さらに踏み込むなら、パワハラについての研修などを行う事を考えましょう。
単にパワハラ防止研修として行うよりも、スキルアップ研修やマネジメント研修などの研修の中に取り入れるとより効果的です。こうした研修を受講する人たちというのは、人事上、技術上優位な立場に立つ人材です。自分をアップグレードする一環として、自分が周囲に対して強い力を与える可能性があるという事を自覚してもらう事でパワハラの防止につながります。

この他にも専門の相談窓口の設置や専門機関の利用などの方法もありますが、そうしたものも、実際の解決手段という側面もありますが、パワハラを許さないという会社の意思表示という効果も大きいと思われます。
ちょっとした気遣いをできるかどうかで威圧的な態度を思いとどまったり、そういう振る舞いをする人をいさめる事ができたりします。

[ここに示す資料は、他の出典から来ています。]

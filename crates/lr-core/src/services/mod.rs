//! # Services
//!
//! Use cases on top of the ports. Handlers stay thin and call in here with
//! the acting user and the already-deserialized input.

pub mod display;
pub mod follows;
pub mod reviews;
pub mod tickets;
pub mod timeline;

use crate::error::{AppError, Result};
use crate::models::UserId;

pub const TITLE_MAX_CHARS: usize = 128;
pub const DESCRIPTION_MAX_CHARS: usize = 2048;
pub const HEADLINE_MAX_CHARS: usize = 128;
pub const BODY_MAX_CHARS: usize = 8192;
pub const USERNAME_MAX_CHARS: usize = 150;

/// Trims `value` and checks it is non-empty and within `max` characters.
fn required_text(field: &str, value: &str, max: usize) -> Result<String> {
    let value = value.trim();
    if value.is_empty() {
        return Err(AppError::Validation(format!("{field} must not be empty")));
    }
    limited_text(field, value, max)
}

fn limited_text(field: &str, value: &str, max: usize) -> Result<String> {
    if value.chars().count() > max {
        return Err(AppError::Validation(format!(
            "{field} must be at most {max} characters"
        )));
    }
    Ok(value.to_string())
}

fn ensure_owner(kind: &str, owner: UserId, actor: UserId) -> Result<()> {
    if owner != actor {
        return Err(AppError::Forbidden(format!("{kind} belongs to another user")));
    }
    Ok(())
}
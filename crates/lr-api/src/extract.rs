//! Request extractors: the acting user and the lenient page parameter.

use actix_web::dev::Payload;
use actix_web::{web, FromRequest, HttpRequest};
use futures_util::future::{ready, LocalBoxFuture, Ready};
use lr_core::error::AppError;
use lr_core::feed::PageRequest;
use lr_core::models::User;
use uuid::Uuid;

use crate::error::ApiError;
use crate::handlers::AppState;

/// Header carrying the authenticated user's id, set by the fronting proxy.
pub const USER_HEADER: &str = "X-User-Id";

/// The user a request acts as. Resolving it requires the header to name an
/// existing user.
#[derive(Debug, Clone)]
pub struct CurrentUser(pub User);

impl FromRequest for CurrentUser {
    type Error = ApiError;
    type Future = LocalBoxFuture<'static, Result<Self, Self::Error>>;

    fn from_request(req: &HttpRequest, _payload: &mut Payload) -> Self::Future {
        let state = req.app_data::<web::Data<AppState>>().cloned();
        let header = req
            .headers()
            .get(USER_HEADER)
            .and_then(|value| value.to_str().ok())
            .map(str::to_owned);

        Box::pin(async move {
            let state = state
                .ok_or_else(|| AppError::Store(anyhow::anyhow!("application state not configured")))?;
            let raw = header
                .ok_or_else(|| AppError::Unauthorized(format!("missing {USER_HEADER} header")))?;
            let id = Uuid::parse_str(raw.trim())
                .map_err(|_| AppError::Unauthorized(format!("malformed {USER_HEADER} header")))?;

            let user = state
                .store
                .get_user(id)
                .await
                .map_err(AppError::from)?
                .ok_or_else(|| AppError::Unauthorized("unknown user".into()))?;
            Ok::<_, ApiError>(CurrentUser(user))
        })
    }
}

/// `?page=` as sent; any string is accepted and normalised later.
///
/// A repeated key keeps its last value. A query string that does not decode
/// counts as no page at all.
#[derive(Debug, Default)]
pub struct PageQuery {
    pub page: Option<String>,
}

impl FromRequest for PageQuery {
    type Error = ApiError;
    type Future = Ready<Result<Self, Self::Error>>;

    fn from_request(req: &HttpRequest, _payload: &mut Payload) -> Self::Future {
        let page = web::Query::<Vec<(String, String)>>::from_query(req.query_string())
            .ok()
            .and_then(|pairs| {
                pairs
                    .into_inner()
                    .into_iter()
                    .rev()
                    .find(|(key, _)| key == "page")
                    .map(|(_, value)| value)
            });
        ready(Ok(PageQuery { page }))
    }
}

impl PageQuery {
    pub fn request(&self) -> PageRequest {
        PageRequest::parse(self.page.as_deref())
    }
}
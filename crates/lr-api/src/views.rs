//! JSON shapes returned to clients.
//!
//! Every post is sent with a human "posted" label and, for tickets with a
//! picture, the public image URL.

use chrono::{DateTime, Utc};
use lr_core::feed::{FeedEntry, Page};
use lr_core::models::{Post, Review, Ticket};
use lr_core::services::display::posted_at_display;
use lr_core::traits::MediaStore;
use serde::Serialize;

pub trait ImageRef {
    fn image(&self) -> Option<&str>;
}

impl ImageRef for Ticket {
    fn image(&self) -> Option<&str> {
        self.image.as_deref()
    }
}

impl ImageRef for Review {
    fn image(&self) -> Option<&str> {
        None
    }
}

impl ImageRef for Post {
    fn image(&self) -> Option<&str> {
        match self {
            Post::Ticket(t) => t.image(),
            Post::Review(r) => r.image(),
        }
    }
}

#[derive(Debug, Serialize)]
pub struct EntryView<T> {
    #[serde(flatten)]
    pub item: T,
    pub posted: String,
    #[serde(skip_serializing_if = "Option::is_none")]
    pub image_url: Option<String>,
}

impl<T: FeedEntry + ImageRef> EntryView<T> {
    pub fn new(item: T, media: &dyn MediaStore, now: DateTime<Utc>) -> Self {
        Self {
            posted: posted_at_display(item.created_at(), now),
            image_url: item.image().map(|id| media.get_url(id)),
            item,
        }
    }
}

#[derive(Debug, Serialize)]
pub struct PageView<T> {
    pub entries: Vec<EntryView<T>>,
    pub page: usize,
    pub total_pages: usize,
    pub total_entries: usize,
    pub has_previous: bool,
    pub has_next: bool,
}

impl<T: FeedEntry + ImageRef> PageView<T> {
    pub fn new(page: Page<T>, media: &dyn MediaStore) -> Self {
        let now = Utc::now();
        let has_previous = page.has_previous();
        let has_next = page.has_next();
        let page = page.map(|item| EntryView::new(item, media, now));
        Self {
            entries: page.entries,
            page: page.number,
            total_pages: page.total_pages,
            total_entries: page.total_entries,
            has_previous,
            has_next,
        }
    }
}
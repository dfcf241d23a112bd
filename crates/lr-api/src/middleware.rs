//! litreview/crates/lr-api/src/middleware.rs Middleware
//!
//! Custom middleware for security and logging.

use actix_cors::Cors;
use actix_web::http::header;
use actix_web::middleware::{DefaultHeaders, Logger};

/// Access log line: remote-ip "request-line" status size acting-user duration
pub fn standard_middleware() -> Logger {
    Logger::new("%a \"%r\" %s %b user=%{X-User-Id}i %Ts")
}

// Configures CORS (Cross-Origin Resource Sharing)
// Important if the UI and API ever live on different subdomains.
pub fn cors_policy() -> Cors {
    Cors::default()
        .allow_any_origin()
        .allowed_methods(vec!["GET", "POST", "PUT", "DELETE"])
        .allowed_headers(vec![
            header::CONTENT_TYPE,
            header::HeaderName::from_static("x-user-id"),
        ])
        .max_age(3600)
}

/// Headers added to every response.
pub fn security_headers() -> DefaultHeaders {
    DefaultHeaders::new()
        .add((header::X_CONTENT_TYPE_OPTIONS, "nosniff"))
        .add((header::REFERRER_POLICY, "strict-origin-when-cross-origin"))
}
//! Runtime settings.
//!
//! Sources, lowest priority first: built-in defaults, an optional
//! `litreview.toml` next to the binary, then `LITREVIEW_*` environment
//! variables (a `.env` file is loaded into the environment beforehand).

use config::{Config, Environment, File};
use serde::Deserialize;

#[derive(Debug, Clone, Deserialize)]
pub struct Settings {
    pub host: String,
    pub port: u16,
    pub database_url: String,
    /// Directory uploaded images are written to
    pub media_root: String,
    /// Public URL path the media directory is served under
    pub media_url_prefix: String,
    /// Largest accepted image upload, in bytes
    pub max_upload_bytes: usize,
}

impl Settings {
    pub fn load() -> anyhow::Result<Self> {
        let settings = Config::builder()
            .set_default("host", "127.0.0.1")?
            .set_default("port", 8080)?
            .set_default("database_url", "sqlite:litreview.db")?
            .set_default("media_root", "./data/uploads")?
            .set_default("media_url_prefix", "/media")?
            .set_default("max_upload_bytes", 5 * 1024 * 1024)?
            .add_source(File::with_name("litreview").required(false))
            .add_source(Environment::with_prefix("LITREVIEW"))
            .build()?
            .try_deserialize()?;
        Ok(settings)
    }
}
//! # Domain Models
//!
//! These structs represent the core entities of LitReview.
//! We use UUID v7 for time-ordered, globally unique identification.

use chrono::{DateTime, Utc};
use serde::{Deserialize, Serialize};
use uuid::Uuid;

pub type UserId = Uuid;
pub type TicketId = Uuid;
pub type ReviewId = Uuid;
pub type FollowId = Uuid;

/// Lowest and highest rating a review may carry.
pub const MIN_RATING: u8 = 0;
pub const MAX_RATING: u8 = 5;

#[derive(Debug, Clone, PartialEq, Eq, Serialize, Deserialize)]
pub struct User {
    pub id: UserId,
    pub username: String,
    pub created_at: DateTime<Utc>,
}

/// A request for a review of a book or a film.
#[derive(Debug, Clone, PartialEq, Eq, Serialize, Deserialize)]
pub struct Ticket {
    pub id: TicketId,
    pub title: String,
    pub description: String,
    pub user_id: UserId,
    /// Media id handed out by the MediaStore
    pub image: Option<String>,
    pub created_at: DateTime<Utc>,
    /// True while at least one review references this ticket
    pub review_associated: bool,
}

/// A rated evaluation, optionally answering a ticket.
#[derive(Debug, Clone, PartialEq, Eq, Serialize, Deserialize)]
pub struct Review {
    pub id: ReviewId,
    pub ticket_id: Option<TicketId>,
    pub rating: u8,
    pub user_id: UserId,
    pub headline: String,
    pub body: String,
    pub created_at: DateTime<Utc>,
    pub starred: bool,
    pub word_count: u32,
}

impl Review {
    /// Recomputes `word_count` from the current body.
    pub fn refresh_word_count(&mut self) {
        self.word_count = word_count(&self.body);
    }
}

pub fn word_count(body: &str) -> u32 {
    body.split_whitespace().count() as u32
}

/// Directed edge: `user_id` follows `followed_user_id`.
#[derive(Debug, Clone, PartialEq, Eq, Serialize, Deserialize)]
pub struct Follow {
    pub id: FollowId,
    pub user_id: UserId,
    pub followed_user_id: UserId,
    pub created_at: DateTime<Utc>,
}

/// Whose posts a store query should return.
#[derive(Debug, Clone, Copy, PartialEq, Eq)]
pub enum Scope {
    All,
    Owner(UserId),
    /// Posts of every user followed by the given user
    FollowedBy(UserId),
}

/// Anything that can appear in a timeline.
#[derive(Debug, Clone, PartialEq, Eq, Serialize, Deserialize)]
#[serde(tag = "kind", rename_all = "lowercase")]
pub enum Post {
    Ticket(Ticket),
    Review(Review),
}

impl Post {
    pub fn user_id(&self) -> UserId {
        match self {
            Post::Ticket(t) => t.user_id,
            Post::Review(r) => r.user_id,
        }
    }
}

impl From<Ticket> for Post {
    fn from(ticket: Ticket) -> Self {
        Post::Ticket(ticket)
    }
}

impl From<Review> for Post {
    fn from(review: Review) -> Self {
        Post::Review(review)
    }
}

結局のところは人間関係の問題です。注意の喚起という単純な方法が最も重要な対策となります。また、そうした啓発活動であれば大きな費用もかかりません。逆に手間も費用もかからないにも関わらず放置していたとなると、会社側の責任も大きいと判断されかねません。そういう意味では、これらの対策は、「会社としてできる事」でもありますが、「会社としてやらなければならない事」でもあります。
大きな問題にならないうちに解決を図っていく事が快適な職場づくりのためには大切な事だと思います。